The Eurozone is on the road to recovery, and it is France and Germany who are in the driving seat.
Figures show a 0.3 percent growth in GDP in the second quarter after an 18 month recession, the longest to date.
Germany posted growth at 0.7 percent, much stronger than predicted and France was not far behind with 0.5 percent growth, boosted largely by the manufacturing sector.
The European Commission hopes the keep up the momentum.
“A sustained recovery is now within reach, but only if we persevere on all fronts of our crisis response: keep up the pace of economic reform, regain control over our debt, both public and private, and build the pillars of a genuine economic and monetary union,” announced Commission spokesperson Chantal Hughes.

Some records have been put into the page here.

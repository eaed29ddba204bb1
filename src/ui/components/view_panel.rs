//! View 面板：只读显示编号后的全部任务
//!
//! 任务多于面板高度时可以滚动，长任务按显示宽度折行，保证每个任务都能看到。

use ratatui::{
    layout::{Constraint, Layout},
    style::Style,
    text::{Line, Span},
    widgets::Paragraph,
    Frame,
};

use super::dialog_utils::{center_dialog, render_dialog_frame, render_hint};
use super::wrap;
use crate::dialogs::ViewPanel;
use crate::theme::ThemeColors;

/// 渲染 "Your Tasks" 面板；顺便把滚动位置收紧到有效范围
pub fn render(frame: &mut Frame, panel: &mut ViewPanel, colors: &ThemeColors) {
    let area = frame.area();
    let width = 60u16.min(area.width.saturating_sub(4));

    // 左侧留一列空白
    let text_width = width.saturating_sub(3) as usize;
    let rows: Vec<String> = panel
        .lines
        .iter()
        .flat_map(|line| wrap(line, text_width))
        .collect();

    // 内容 + 边框 + 空行 + 提示，超出屏幕时改为滚动
    let height = (rows.len() as u16)
        .saturating_add(4)
        .min(area.height.saturating_sub(2));

    let popup_area = center_dialog(area, width, height);
    let visible = height.saturating_sub(4) as usize;

    let max_scroll = rows.len().saturating_sub(visible);
    panel.scroll = panel.scroll.min(max_scroll);
    let scrollable = max_scroll > 0;

    let title = if scrollable {
        format!(
            " Your Tasks {}-{}/{} ",
            panel.scroll + 1,
            (panel.scroll + visible).min(rows.len()),
            rows.len()
        )
    } else {
        " Your Tasks ".to_string()
    };
    let inner = render_dialog_frame(frame, popup_area, &title, colors.highlight, colors);

    let [content_area, _, hint_area] = Layout::vertical([
        Constraint::Min(1),
        Constraint::Length(1),
        Constraint::Length(1),
    ])
    .areas(inner);

    let content: Vec<Line> = rows
        .iter()
        .skip(panel.scroll)
        .take(visible)
        .map(|row| Line::from(Span::styled(format!(" {}", row), Style::default().fg(colors.text))))
        .collect();
    frame.render_widget(Paragraph::new(content), content_area);

    if scrollable {
        render_hint(frame, hint_area, &[("j/k", "scroll"), ("Esc", "close")], colors);
    } else {
        render_hint(frame, hint_area, &[("Esc", "close")], colors);
    }
}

But the figures mask the fragmented nature of the recovery. Spain’s GDP fell by 0.1 percent, and Italy and the Netherlands dropped by 0.2 percent.
“Germany is booming, France is doing OK but you’ve got to look southern Europe and they are in real dire straits. So you’ve got this two tier Europe and Germany really controlling the austerity while it’s booming. So I think it’s not the eurozone problems being solved,” explained Head of Trading at ETX Capital, Joe Rundle.
Over in Portugal where belt-tightening measures were part of an international bailout deal, the country posted 1.1 percent growth. Bur it is unclear whether the single currency bloc can sustain growth.
Brussels fears a jobless recovery, where companies put off hiring to keep costs down, which could lead to another slump.